Le tournant surprenant de son héritage est qu'un philosophe souvent confondu avec un destructeur est devenu un gardien de la modestie intellectuelle. Il n'a pas laissé derrière lui des ruines seules. Il a laissé une méthode pour demander de quoi notre confiance est faite, et un avertissement que beaucoup de nos certitudes les plus fortes sont des coutumes en bons habits philosophiques. Cet avertissement a une résonance moderne car tant de vies contemporaines dépendent de systèmes qui fonctionnent avant d'être pleinement compris : modèles statistiques, vocabulaires moraux, routines institutionnelles, et revendications publiques d'expertise. La voix de Hume persiste partout où ces systèmes sont mis à l'épreuve de la justification.

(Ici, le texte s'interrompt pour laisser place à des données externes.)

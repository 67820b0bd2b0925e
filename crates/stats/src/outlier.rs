//! Outlier filtering for the recommended price.
//!
//! The filter only decides which prices feed the recommendation. Extremes are
//! still reported through min/max/mean/median.

use crate::percentile::{nearest_rank, P10, P90};

/// Split of an ascending price set into used and rejected values.
#[derive(Debug, Clone, PartialEq)]
pub struct Partition {
    /// Lower window bound (inclusive).
    pub lower: f64,
    /// Upper window bound (inclusive).
    pub upper: f64,
    /// Values inside the window, ascending.
    pub used: Vec<f64>,
    /// Values outside the window, ascending.
    pub excluded: Vec<f64>,
}

/// Policy deciding which prices the recommendation admits.
pub trait OutlierFilter {
    /// Partition an ascending, non-empty sequence. `None` for empty input.
    fn partition(&self, sorted: &[f64]) -> Option<Partition>;
}

/// Keep values within `[P_lower, P_upper]`, both bounds inclusive.
#[derive(Debug, Clone, Copy)]
pub struct PercentileWindow {
    lower_fraction: f64,
    upper_fraction: f64,
}

impl PercentileWindow {
    /// Window between two rank fractions.
    pub fn new(lower_fraction: f64, upper_fraction: f64) -> Self {
        Self {
            lower_fraction,
            upper_fraction,
        }
    }
}

impl Default for PercentileWindow {
    fn default() -> Self {
        Self::new(P10, P90)
    }
}

impl OutlierFilter for PercentileWindow {
    fn partition(&self, sorted: &[f64]) -> Option<Partition> {
        let lower = nearest_rank(sorted, self.lower_fraction)?;
        let upper = nearest_rank(sorted, self.upper_fraction)?;

        let (used, excluded): (Vec<f64>, Vec<f64>) = sorted
            .iter()
            .copied()
            .partition(|p| *p >= lower && *p <= upper);

        Some(Partition {
            lower,
            upper,
            used,
            excluded,
        })
    }
}
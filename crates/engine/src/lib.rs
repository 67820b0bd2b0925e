//! Request lifecycle and aggregation for the NMCK pricing system.
//!
//! This crate provides:
//! - The request status state machine
//! - The aggregation orchestrator (fetch, filter, compute, replace)
//! - The analog-matching seam with a deterministic mock matcher
//! - [`NmckService`], the operations callers trigger

pub mod lifecycle;
pub mod orchestrator;
pub mod matcher;
pub mod service;

pub use lifecycle::Trigger;
pub use matcher::{AnalogMatcher, MockMatcher};
pub use orchestrator::Aggregator;
pub use service::{CreateOutcome, NmckService, RequestDetail};
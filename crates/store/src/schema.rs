//! SQLite schema.
//!
//! Every statement is idempotent so the schema can be applied on each open.

use rusqlite::Connection;

/// Table definitions. Child rows cascade with their request.
pub const SCHEMA: &str = r#"
CREATE TABLE IF NOT EXISTS sources (
    id          INTEGER PRIMARY KEY,
    name        TEXT    NOT NULL UNIQUE,
    kind        TEXT    NOT NULL,
    is_active   INTEGER NOT NULL DEFAULT 1,
    created_at  TEXT    NOT NULL
);

CREATE TABLE IF NOT EXISTS requests (
    id               INTEGER PRIMARY KEY,
    title            TEXT    NOT NULL,
    unit             TEXT    NOT NULL,
    quantity         INTEGER NOT NULL CHECK (quantity > 0),
    description      TEXT    NOT NULL,
    category         TEXT,
    search_mode      TEXT    NOT NULL DEFAULT 'STRICT',
    status           TEXT    NOT NULL DEFAULT 'draft'
                     CHECK (status IN ('draft', 'calculated', 'approved')),
    sources_selected TEXT    NOT NULL DEFAULT '[]',
    created_at       TEXT    NOT NULL,
    updated_at       TEXT    NOT NULL
);

CREATE TABLE IF NOT EXISTS characteristics (
    id          INTEGER PRIMARY KEY,
    request_id  INTEGER NOT NULL REFERENCES requests(id) ON DELETE CASCADE,
    name        TEXT    NOT NULL,
    value       TEXT    NOT NULL,
    created_at  TEXT    NOT NULL
);

CREATE TABLE IF NOT EXISTS analogs (
    id                INTEGER PRIMARY KEY,
    request_id        INTEGER NOT NULL REFERENCES requests(id) ON DELETE CASCADE,
    name              TEXT    NOT NULL,
    supplier_or_brand TEXT,
    normalized_params TEXT,
    matched_by        TEXT    NOT NULL,
    created_at        TEXT    NOT NULL
);

CREATE TABLE IF NOT EXISTS prices (
    id           INTEGER PRIMARY KEY,
    analog_id    INTEGER NOT NULL REFERENCES analogs(id) ON DELETE CASCADE,
    source_id    INTEGER REFERENCES sources(id) ON DELETE SET NULL,
    source_name  TEXT    NOT NULL,
    source_url   TEXT,
    price        REAL    NOT NULL CHECK (price >= 0),
    currency     TEXT    NOT NULL,
    collected_at TEXT    NOT NULL,
    is_excluded  INTEGER NOT NULL DEFAULT 0
);

CREATE TABLE IF NOT EXISTS aggregated_results (
    id                 INTEGER PRIMARY KEY,
    request_id         INTEGER NOT NULL UNIQUE REFERENCES requests(id) ON DELETE CASCADE,
    min_price          REAL    NOT NULL,
    max_price          REAL    NOT NULL,
    avg_price          REAL    NOT NULL,
    median_price       REAL    NOT NULL,
    p10_price          REAL    NOT NULL,
    p90_price          REAL    NOT NULL,
    recommended_nmck   REAL    NOT NULL,
    max_over_min_abs   REAL    NOT NULL,
    max_over_min_pct   REAL,
    avg_over_min_abs   REAL    NOT NULL,
    avg_over_min_pct   REAL,
    prices_used_count  INTEGER NOT NULL,
    prices_total_count INTEGER NOT NULL,
    created_at         TEXT    NOT NULL
);

CREATE INDEX IF NOT EXISTS idx_characteristics_request ON characteristics(request_id);
CREATE INDEX IF NOT EXISTS idx_analogs_request ON analogs(request_id);
CREATE INDEX IF NOT EXISTS idx_prices_analog ON prices(analog_id);
CREATE INDEX IF NOT EXISTS idx_requests_status ON requests(status);
"#;

/// Apply connection pragmas and the schema.
pub fn migrate(conn: &Connection) -> rusqlite::Result<()> {
    conn.pragma_update(None, "foreign_keys", "ON")?;
    conn.execute_batch(SCHEMA)
}
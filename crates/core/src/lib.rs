//! Core types and configuration for the NMCK pricing system.
//!
//! This crate provides shared types used across all other crates:
//! - Procurement requests, analogs, prices and sources
//! - The aggregated result record
//! - Configuration structures
//! - Common error types

pub mod config;
pub mod error;
pub mod types;

pub use config::Config;
pub use error::{Error, Result};
pub use types::*;
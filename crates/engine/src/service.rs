//! Pricing service: the operations callers trigger.
//!
//! Wraps the aggregation orchestrator with the request lifecycle: creating a
//! request and pricing it, recalculating, approving and unapproving.

use nmck_core::{
    AggregatedResult, AnalogWithPrices, Characteristic, Config, Error, PriceId, Request,
    RequestDraft, RequestId, RequestStatus, Result, Source,
};
use nmck_stats::{assess, breakdown, distinct_sources, Advisory, SourceSummary};
use nmck_store::Store;
use serde::Serialize;
use tracing::{info, warn};

use crate::lifecycle::{next_status, status_without_result, trigger_for_target, Trigger};
use crate::matcher::{AnalogMatcher, MockMatcher};
use crate::orchestrator::Aggregator;

/// Outcome of creating and pricing a request.
#[derive(Debug, Clone, Serialize)]
pub struct CreateOutcome {
    pub request_id: RequestId,
    pub status: RequestStatus,
    /// `None` when no admitted prices were found.
    pub result: Option<AggregatedResult>,
}

/// Everything shown for a single request.
#[derive(Debug, Clone, Serialize)]
pub struct RequestDetail {
    pub request: Request,
    pub characteristics: Vec<Characteristic>,
    pub analogs: Vec<AnalogWithPrices>,
    pub result: Option<AggregatedResult>,
    pub by_source: Vec<SourceSummary>,
    pub advisories: Vec<Advisory>,
}

/// Request lifecycle plus aggregation over a store and a matcher.
pub struct NmckService<S, M = MockMatcher> {
    store: S,
    matcher: M,
    aggregator: Aggregator,
    config: Config,
}

impl<S: Store, M: AnalogMatcher> NmckService<S, M> {
    /// Create a service.
    pub fn new(store: S, matcher: M, config: Config) -> Self {
        let aggregator = Aggregator::new(&config.aggregation);
        Self {
            store,
            matcher,
            aggregator,
            config,
        }
    }

    /// Underlying store.
    pub fn store(&self) -> &S {
        &self.store
    }

    /// Configuration the service was built with.
    pub fn config(&self) -> &Config {
        &self.config
    }

    /// Create a draft, or overwrite an existing one. Status stays `draft`.
    pub fn save_draft(&self, draft: &RequestDraft, existing: Option<RequestId>) -> Result<Request> {
        let request = match existing {
            Some(id) => {
                let current = self.store.request(id)?;
                next_status(current.status, Trigger::SaveDraft)?;
                self.store.reset_draft(id, draft)?
            }
            None => self.store.insert_request(draft)?,
        };
        info!(request_id = %request.id, "saved draft");
        Ok(request)
    }

    /// Create (or reuse a draft), match analogs, aggregate and move the
    /// request out of `draft`.
    ///
    /// With no admitted prices the outcome carries no result and the status
    /// follows the configured insufficient-data policy.
    pub fn create_and_aggregate(&self, draft: &RequestDraft, existing_draft: Option<RequestId>) -> Result<CreateOutcome> {
        let request = self.save_draft(draft, existing_draft)?;
        let characteristics = self.store.characteristics(request.id)?;
        let sources = self.sources_for(&request)?;

        let matched = self
            .matcher
            .match_analogs(&request, &characteristics, &sources)?;
        let stored = self.store.insert_analogs(request.id, &matched)?;
        info!(
            request_id = %request.id,
            analogs = stored.len(),
            sources = sources.len(),
            "matched analogs"
        );

        let (status, result) = self.aggregate_and_advance(&request)?;
        Ok(CreateOutcome {
            request_id: request.id,
            status,
            result,
        })
    }

    /// Re-run aggregation over the current prices.
    ///
    /// Rejected for approved requests, including one approved while the
    /// aggregation was waiting for the write lock. With no admitted prices the previous
    /// result stays and `InsufficientData` is returned.
    pub fn recalculate(&self, id: RequestId) -> Result<AggregatedResult> {
        let request = self.store.request(id)?;
        match self.aggregate_and_advance(&request)? {
            (_, Some(result)) => Ok(result),
            (_, None) => Err(Error::insufficient_data(format!(
                "request {id} has no admitted prices"
            ))),
        }
    }

    /// Apply an explicit status change.
    pub fn set_status(&self, id: RequestId, target: RequestStatus) -> Result<Request> {
        let request = self.store.request(id)?;
        let Some(trigger) = trigger_for_target(request.status, target)? else {
            return Ok(request);
        };
        let next = next_status(request.status, trigger)?;
        if next != request.status {
            self.store.update_status(id, request.status, next)?;
            info!(request_id = %id, from = %request.status, to = %next, %trigger, "status changed");
        }
        self.store.request(id)
    }

    /// Accept the current result as final.
    pub fn approve(&self, id: RequestId) -> Result<Request> {
        self.set_status(id, RequestStatus::Approved)
    }

    /// Withdraw approval; the result is kept.
    pub fn unapprove(&self, id: RequestId) -> Result<Request> {
        self.set_status(id, RequestStatus::Calculated)
    }

    /// Flag or unflag a price. Takes effect on the next recalculation.
    pub fn set_price_excluded(&self, price_id: PriceId, excluded: bool) -> Result<()> {
        self.store.set_price_excluded(price_id, excluded)
    }

    /// Requests, newest first, optionally narrowed to one status.
    pub fn list_requests(&self, status: Option<RequestStatus>) -> Result<Vec<Request>> {
        self.store.list_requests(status)
    }

    /// Delete a request with its analogs, prices and result.
    pub fn delete_request(&self, id: RequestId) -> Result<()> {
        self.store.delete_request(id)
    }

    /// Request with its analogs, stored result, breakdown and advisories.
    ///
    /// `result` is the snapshot from the last aggregation, while `by_source`
    /// and the advisories' source count reflect the currently admitted
    /// prices. They differ after a price is excluded or re-admitted until the
    /// next recalculation.
    pub fn request_detail(&self, id: RequestId) -> Result<RequestDetail> {
        let request = self.store.request(id)?;
        let characteristics = self.store.characteristics(id)?;
        let analogs = self.store.analogs(id)?;
        let result = self.store.aggregated_result(id)?;
        let admitted = self.store.admitted_prices(id)?;

        let advisories = result
            .as_ref()
            .map(|r| assess(r, distinct_sources(&admitted), &self.config.advisory))
            .unwrap_or_default();

        Ok(RequestDetail {
            request,
            characteristics,
            analogs,
            result,
            by_source: breakdown(&admitted),
            advisories,
        })
    }

    /// Active sources, narrowed to the request's selection when it has one.
    fn sources_for(&self, request: &Request) -> Result<Vec<Source>> {
        let active = self.store.active_sources()?;
        if request.source_ids.is_empty() {
            return Ok(active);
        }
        Ok(active
            .into_iter()
            .filter(|s| request.source_ids.contains(&s.id))
            .collect())
    }

    fn aggregate_and_advance(&self, request: &Request) -> Result<(RequestStatus, Option<AggregatedResult>)> {
        match self.aggregator.aggregate(&self.store, request.id) {
            Ok(replaced) => {
                if replaced.status != replaced.from {
                    info!(request_id = %request.id, from = %replaced.from, to = %replaced.status, "status changed");
                }
                Ok((replaced.status, Some(replaced.result)))
            }
            Err(err) if err.is_insufficient_data() => {
                let next = status_without_result(request.status, self.config.lifecycle.insufficient_data);
                self.advance(request, next)?;
                warn!(request_id = %request.id, status = %next, "no admitted prices; result not written");
                Ok((next, None))
            }
            Err(err) => Err(err),
        }
    }

    fn advance(&self, request: &Request, next: RequestStatus) -> Result<()> {
        if next != request.status {
            self.store.update_status(request.id, request.status, next)?;
            info!(request_id = %request.id, from = %request.status, to = %next, "status changed");
        }
        Ok(())
    }
}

Hume est mort à Édimbourg en 1776, laissant derrière lui non pas un système qui commande l'assentiment, mais une façon de voir comment la pensée, la croyance et la moralité croissent à partir de la vie humaine. C'est pourquoi il reste difficile à dépasser. Il ne nous demande pas d'abandonner la raison ; il nous demande de cesser de prétendre que la raison flotte librement des créatures qui l'utilisent. Dans ce refus de l'illusion réside sa place durable dans la longue conversation de la philosophie. À travers des siècles de révisions, d'appropriations et de critiques, son héritage est resté actif car il s'attaque au même point vulnérable dans l'enquête humaine : l'endroit où la confiance doit rendre des comptes.